Work required:
Write out exactly the lines from the first line of the records below through the line that contains "use std::sync::Arc;", and stop there.

::: Material provided

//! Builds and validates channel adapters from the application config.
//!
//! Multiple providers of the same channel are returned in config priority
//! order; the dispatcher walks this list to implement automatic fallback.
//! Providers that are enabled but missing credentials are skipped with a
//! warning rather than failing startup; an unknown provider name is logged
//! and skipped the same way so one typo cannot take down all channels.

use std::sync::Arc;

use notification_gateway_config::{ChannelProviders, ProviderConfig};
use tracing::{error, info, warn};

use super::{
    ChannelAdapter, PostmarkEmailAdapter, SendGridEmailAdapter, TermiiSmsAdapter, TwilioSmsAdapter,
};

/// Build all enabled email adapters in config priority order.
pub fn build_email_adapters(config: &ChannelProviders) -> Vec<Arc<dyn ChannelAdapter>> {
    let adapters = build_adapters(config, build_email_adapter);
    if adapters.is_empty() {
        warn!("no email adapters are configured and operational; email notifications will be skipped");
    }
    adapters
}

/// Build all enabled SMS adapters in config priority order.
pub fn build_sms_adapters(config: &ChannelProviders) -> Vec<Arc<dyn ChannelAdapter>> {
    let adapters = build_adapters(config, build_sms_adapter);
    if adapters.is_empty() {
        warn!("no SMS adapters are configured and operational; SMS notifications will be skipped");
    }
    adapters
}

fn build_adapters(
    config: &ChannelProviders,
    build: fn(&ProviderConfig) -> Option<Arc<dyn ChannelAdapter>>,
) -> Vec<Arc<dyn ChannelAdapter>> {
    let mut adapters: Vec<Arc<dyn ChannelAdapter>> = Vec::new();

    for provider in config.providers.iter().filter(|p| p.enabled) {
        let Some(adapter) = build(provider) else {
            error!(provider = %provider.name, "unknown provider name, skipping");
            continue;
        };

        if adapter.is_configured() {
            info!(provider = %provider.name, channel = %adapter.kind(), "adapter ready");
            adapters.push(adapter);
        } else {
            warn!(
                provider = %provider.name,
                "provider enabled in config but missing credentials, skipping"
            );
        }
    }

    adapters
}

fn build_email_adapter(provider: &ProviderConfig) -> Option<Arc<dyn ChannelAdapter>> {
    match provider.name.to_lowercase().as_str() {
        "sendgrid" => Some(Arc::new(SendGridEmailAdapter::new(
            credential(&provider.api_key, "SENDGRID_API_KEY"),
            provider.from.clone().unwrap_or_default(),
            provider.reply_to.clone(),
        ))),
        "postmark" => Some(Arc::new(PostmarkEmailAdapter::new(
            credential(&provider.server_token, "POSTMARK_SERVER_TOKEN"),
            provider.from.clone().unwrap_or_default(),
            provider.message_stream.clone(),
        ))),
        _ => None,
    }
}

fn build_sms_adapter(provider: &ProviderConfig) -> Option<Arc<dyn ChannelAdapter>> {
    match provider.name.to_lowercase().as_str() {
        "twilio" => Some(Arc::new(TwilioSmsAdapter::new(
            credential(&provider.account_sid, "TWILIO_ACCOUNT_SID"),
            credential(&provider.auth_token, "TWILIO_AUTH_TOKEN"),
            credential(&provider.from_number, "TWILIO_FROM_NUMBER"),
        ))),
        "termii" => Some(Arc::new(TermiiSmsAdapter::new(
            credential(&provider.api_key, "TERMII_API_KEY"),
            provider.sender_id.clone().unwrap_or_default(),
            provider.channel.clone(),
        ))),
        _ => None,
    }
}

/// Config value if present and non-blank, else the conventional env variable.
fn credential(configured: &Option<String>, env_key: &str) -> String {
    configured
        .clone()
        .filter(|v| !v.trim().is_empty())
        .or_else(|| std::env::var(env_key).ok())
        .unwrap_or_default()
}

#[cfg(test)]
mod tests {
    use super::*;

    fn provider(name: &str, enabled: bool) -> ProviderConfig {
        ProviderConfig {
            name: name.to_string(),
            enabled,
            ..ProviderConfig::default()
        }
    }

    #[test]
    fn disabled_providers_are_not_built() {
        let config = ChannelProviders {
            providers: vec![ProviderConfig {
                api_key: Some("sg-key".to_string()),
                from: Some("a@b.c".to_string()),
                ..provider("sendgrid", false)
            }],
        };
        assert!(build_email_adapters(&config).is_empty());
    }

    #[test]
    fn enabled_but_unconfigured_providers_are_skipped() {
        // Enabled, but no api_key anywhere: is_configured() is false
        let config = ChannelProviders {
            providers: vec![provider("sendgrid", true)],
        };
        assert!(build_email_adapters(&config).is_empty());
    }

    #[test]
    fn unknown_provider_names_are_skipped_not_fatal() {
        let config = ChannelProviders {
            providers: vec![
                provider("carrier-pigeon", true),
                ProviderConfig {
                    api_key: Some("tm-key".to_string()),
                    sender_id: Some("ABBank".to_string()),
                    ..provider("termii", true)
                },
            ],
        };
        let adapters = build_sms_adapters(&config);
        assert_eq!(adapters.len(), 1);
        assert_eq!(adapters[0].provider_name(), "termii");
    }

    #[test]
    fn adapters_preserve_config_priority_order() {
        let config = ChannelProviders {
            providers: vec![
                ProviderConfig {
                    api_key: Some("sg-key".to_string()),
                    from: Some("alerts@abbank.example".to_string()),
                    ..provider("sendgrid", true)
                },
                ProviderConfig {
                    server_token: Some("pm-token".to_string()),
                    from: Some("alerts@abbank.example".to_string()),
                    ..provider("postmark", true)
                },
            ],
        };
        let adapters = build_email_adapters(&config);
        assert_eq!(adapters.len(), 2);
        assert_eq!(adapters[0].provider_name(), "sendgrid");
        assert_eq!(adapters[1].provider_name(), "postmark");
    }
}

::::::

Completed task:
//! Builds and validates channel adapters from the application config.
//!
//! Multiple providers of the same channel are returned in config priority
//! order; the dispatcher walks this list to implement automatic fallback.
//! Providers that are enabled but missing credentials are skipped with a
//! warning rather than failing startup; an unknown provider name is logged
//! and skipped the same way so one typo cannot take down all channels.

use std::sync::Arc;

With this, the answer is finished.